A Muslim hate preacher was given 18,000 EUR in government grants to support his misrepresented business activities during the coronavirus pandemic.
Salafist Ahmad Armih, 46, who is being monitored by German security officials as an Al Qaeda supporter is categorised as a threat to the state and has been receiving benefits.
According to prosecutors in Berlin, he and his wife managed to take advantage of the current crisis by pretending to run a beekeeping business asking for it to be subsidised by the investment bank of the state of Berlin (Investitionsbank Berlin – IBB).
The bank decided to support him like many other local businesses, and a short while after the application 18,000 EUR (15,600 GBP) was transferred to his account, as it was to many other small businesses in the capital city.
Martin Steltner, spokesman for the Berlin Attorney General, said: “The 46-year-old accused, Ahmad A., is suspected of having used the situation of the coronavirus crisis together with his partner to surreptitiously obtain a total of 18,000 EUR in subsidies from the investment bank by misrepresenting the scope of a commercial activity, while both also received social benefits.”
He did not say what the commercial activities were that the hate preacher was alleging to be carrying out, but German newspaper Bild reported that he had told them he was a beekeeper.
Police who raided the man’s apartment in the city’s Sprengelstrasse found money in his apartment, and also seized a number of brand-new household appliances that he had purchased.
He was a preacher until mid-2018 in a mosque on Torfstrasse where he spoke under the alias Ahmad Abul Baraa. He is one of the few Salafist preachers in Germany that has a strong influence not only at the local level, but also on the national level.

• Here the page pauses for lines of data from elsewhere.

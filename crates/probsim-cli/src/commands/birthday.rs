//! Birthday problem command.

use anyhow::Result;
use probsim::Estimate;
use probsim::experiments::birthday_collision;
use serde_json::json;

use super::Session;
use crate::output::{self, OutputFormat};

pub fn run(session: &Session) -> Result<()> {
    let config = &session.config().birthday;
    let trial = config.trial()?;
    let runner = session.runner()?;
    let mut rng = session.rng();

    let estimates = (0..session.repeat())
        .map(|_| birthday_collision(&runner, &trial, &mut rng))
        .collect::<Result<Vec<Estimate>, _>>()?;

    match session.format() {
        OutputFormat::Json => output::print_json(&json!({
            "experiment": "birthday",
            "run": session.metadata(),
            "group_size": config.group_size,
            "days_in_year": config.days_in_year,
            "estimates": estimates,
        })),
        OutputFormat::Human => {
            println!(
                "{}",
                session.describe(&format!(
                    "Birthday problem: group of {}, {} days",
                    config.group_size, config.days_in_year
                ))
            );
            for estimate in &estimates {
                println!("  P(shared birthday) = {}", output::format_estimate(estimate));
            }
            Ok(())
        }
    }
}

In his speeches, he reportedly divided the world into good Muslims and bad non-believers. Local media reported he had described the struggle of groups close to the terrorist organisation Al Qaeda as “blessed jihad”. He also “prayed” that God “kill the enemies of Allah individually”.
He repeatedly urged his reportedly mostly young listeners to stay away from “non-believers” and to treat “people who fight Islam” with “enmity and hatred”.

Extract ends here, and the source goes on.